We’re rapidly on the way to having a handful of giant health insurers. The only difference between this outcome and a government-run single payer, such as Medicare for all, is that revenues will go into executive salaries, dividends, and advertising and marketing rather than into lower premiums and health care.

When will we learn?” (1)

 


It is a poignant question and one that should be troubling to every Progressive Democrat in America.  When will we learn?  The answer, as it pertains to the elites in this country, is that—like the Commanding Generals on the Western Front a century ago—they will never learn.  But the question runs deeper, when will we—we the people—learn?  Not since George W. ‘Ol Two-Cows’ Bush upon assuming the presidency dropped the anti-trust suit against Microsoft, a case that the government was incidentally winning, this government has not brought a significant anti-trust action. For nearly a generation there has been a veritable orgy of mergers and acquisitions as the banks, the oil companies, the pharmaceuticals and other major players have merged and joined forces in an erstwhile effort to further concentrate economic and political power.  Now, with the ACA firmly in place the major players in the Health Insurance industry are wasting no time in going about the business of strangling competition. 
The consequences cannot be good, for the concentrations of economic power into fewer hands, and the concentrations of the political power that follows will mean that the long anticipated benefits resulting from the creation of public insurance exchanges as well as the requirement that all participate in the system will be strangled at birth by the attempts of the industry to further eliminate competition.  Whatever ‘savings’ anticipated by the Act will soon be undone as the industry morphs into a cartel with less than a handful of companies commanding the markets.
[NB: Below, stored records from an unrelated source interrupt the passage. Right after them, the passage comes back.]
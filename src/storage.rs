//! SQLite-backed persistence for files, spans, chunks, vectors, edges,
//! memories, and interactions.
//!
//! One writer, many readers: every mutation goes through a single
//! `Mutex<Connection>` guarded transaction, giving single-writer/
//! multi-reader discipline without needing a WAL-mode connection pool.

use std::collections::HashMap;
use std::path::Path;
use std::sync::{Arc, Mutex, RwLock};
use std::time::{Duration, Instant};

use rusqlite::{params, Connection, OptionalExtension};
use sha2::{Digest, Sha256};

use crate::config::StorageConfig;
use crate::error::{PampaxError, Result};
use crate::types::{
    Chunk, Edge, EdgeKind, EmbedderIdentity, FileRecord, Memory, MemoryKind, MemoryScope,
    PriorityClass, ScopeFilters, Span, SpanKind,
};

const SCHEMA: &str = r#"
CREATE TABLE IF NOT EXISTS files (
    id            INTEGER PRIMARY KEY AUTOINCREMENT,
    path          TEXT NOT NULL UNIQUE,
    content_hash  TEXT NOT NULL,
    lang          TEXT NOT NULL,
    size          INTEGER NOT NULL,
    mtime         INTEGER NOT NULL
);

CREATE TABLE IF NOT EXISTS spans (
    id              TEXT PRIMARY KEY,
    file_id         INTEGER NOT NULL REFERENCES files(id) ON DELETE CASCADE,
    name            TEXT NOT NULL,
    kind            TEXT NOT NULL,
    parent_span_id  TEXT,
    signature       TEXT,
    byte_start      INTEGER NOT NULL,
    byte_end        INTEGER NOT NULL,
    line_start      INTEGER NOT NULL,
    line_end        INTEGER NOT NULL
);
CREATE INDEX IF NOT EXISTS idx_spans_file ON spans(file_id);

CREATE TABLE IF NOT EXISTS chunks (
    id               TEXT PRIMARY KEY,
    file_id          INTEGER NOT NULL REFERENCES files(id) ON DELETE CASCADE,
    path             TEXT NOT NULL,
    span_id          TEXT,
    body             TEXT NOT NULL,
    lang             TEXT NOT NULL,
    tags             TEXT NOT NULL,
    priority         TEXT NOT NULL,
    byte_start       INTEGER NOT NULL,
    byte_end         INTEGER NOT NULL,
    encoding_lossy   INTEGER NOT NULL DEFAULT 0,
    is_continuation  INTEGER NOT NULL DEFAULT 0
);
CREATE INDEX IF NOT EXISTS idx_chunks_file ON chunks(file_id);
CREATE INDEX IF NOT EXISTS idx_chunks_span ON chunks(span_id);

CREATE VIRTUAL TABLE IF NOT EXISTS chunks_fts USING fts5(
    chunk_id UNINDEXED,
    body,
    tags,
    content=''
);

CREATE TABLE IF NOT EXISTS vectors (
    chunk_id        TEXT NOT NULL,
    embedder_key    TEXT NOT NULL,
    dim             INTEGER NOT NULL,
    data            BLOB NOT NULL,
    PRIMARY KEY (chunk_id, embedder_key)
);
CREATE INDEX IF NOT EXISTS idx_vectors_embedder ON vectors(embedder_key);

CREATE TABLE IF NOT EXISTS edges (
    source_span   TEXT NOT NULL,
    target_span   TEXT NOT NULL,
    kind          TEXT NOT NULL,
    confidence    REAL NOT NULL,
    PRIMARY KEY (source_span, target_span, kind)
);
CREATE INDEX IF NOT EXISTS idx_edges_source ON edges(source_span);
CREATE INDEX IF NOT EXISTS idx_edges_target ON edges(target_span);

CREATE TABLE IF NOT EXISTS memories (
    id           TEXT PRIMARY KEY,
    scope        TEXT NOT NULL,
    kind         TEXT NOT NULL,
    key          TEXT,
    value        TEXT NOT NULL,
    weight       REAL NOT NULL,
    expires_at   INTEGER,
    provenance   TEXT NOT NULL,
    created_at   INTEGER NOT NULL
);
CREATE INDEX IF NOT EXISTS idx_memories_scope_kind ON memories(scope, kind);

CREATE TABLE IF NOT EXISTS interactions (
    id                TEXT PRIMARY KEY,
    query             TEXT NOT NULL,
    intent            TEXT NOT NULL,
    bundle_signature  TEXT NOT NULL,
    tokens_used       INTEGER NOT NULL,
    satisfied         INTEGER,
    time_to_fix_ms    INTEGER,
    timestamp         INTEGER NOT NULL,
    correlation_id    TEXT NOT NULL
);
CREATE INDEX IF NOT EXISTS idx_interactions_signature ON interactions(bundle_signature);
CREATE INDEX IF NOT EXISTS idx_interactions_timestamp ON interactions(timestamp);

CREATE TABLE IF NOT EXISTS context_packs (
    name        TEXT PRIMARY KEY,
    definition  TEXT NOT NULL
);

CREATE TABLE IF NOT EXISTS packing_profiles (
    repo        TEXT NOT NULL,
    model       TEXT NOT NULL,
    definition  TEXT NOT NULL,
    PRIMARY KEY (repo, model)
);

CREATE TABLE IF NOT EXISTS meta (
    key    TEXT PRIMARY KEY,
    value  TEXT NOT NULL
);
"#;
Economists have long recognized that the behavior of Capital is to concentrate itself into fewer and fewer hands.  Economist John Kenneth Galbraith once observed that however the capitalist lauds competition, the fact is that he hates competition and will do whatever it takes to rid himself of it.  The classic example of this, dating back to the nineteenth century heyday of the modern capitalist experiment, was the railroads.  Financiers like Gould and Fiske would buy up railroads, like the old Erie Railroad, not to invest in them and improve them, but to close them down and eliminate the competitor.  Similarly, General Motors famously bought the old trolley companies in Los Angeles in order to close them and render the population dependent on the automobile.  Surveying the American experience Professor Galbraith observed that when confronted with competition the Capitalist will soon scurry for cover, seeking government protections by way of tariff restrictions, favor by way of government contracts, and the manipulation of the marketplace by the elimination of competition by way of restricting or eliminating government oversight and regulations. 
 

Governments also have long recognized this behavior and began immediately after the Civil War, with the passage of the Sherman and Clayton Anti-Trust Acts to address these unwelcome tendencies.  But it has, historically, fallen upon the People to insist on a remedy.  In fact, by 1905 Anti-Trust laws were being applied by the courts not to Capital but Labor.  After having decided in “United States v. E.C. Knight Co… that the Sherman Act could not be applied to a virtual monopoly of the sugar industry because the manufacture of sugar was not in interstate commerce”, the court had “(f)or all practical purposes…virtually set aside the Sherman Act”.  This action by the court was soon followed in the 1905 decision in Swift and Co. v. United States in which “the Court held that a combination of meat packers (union) was an illegal monopoly under the Sherman Act on the ground that its activities were transactions in interstate commerce”(2)  By the early years of the last century Capital, ensconced in power, had co-opted government and, with the aid of an ideologically compliant Court, set about making a mockery of not only free enterprise but the will of the people.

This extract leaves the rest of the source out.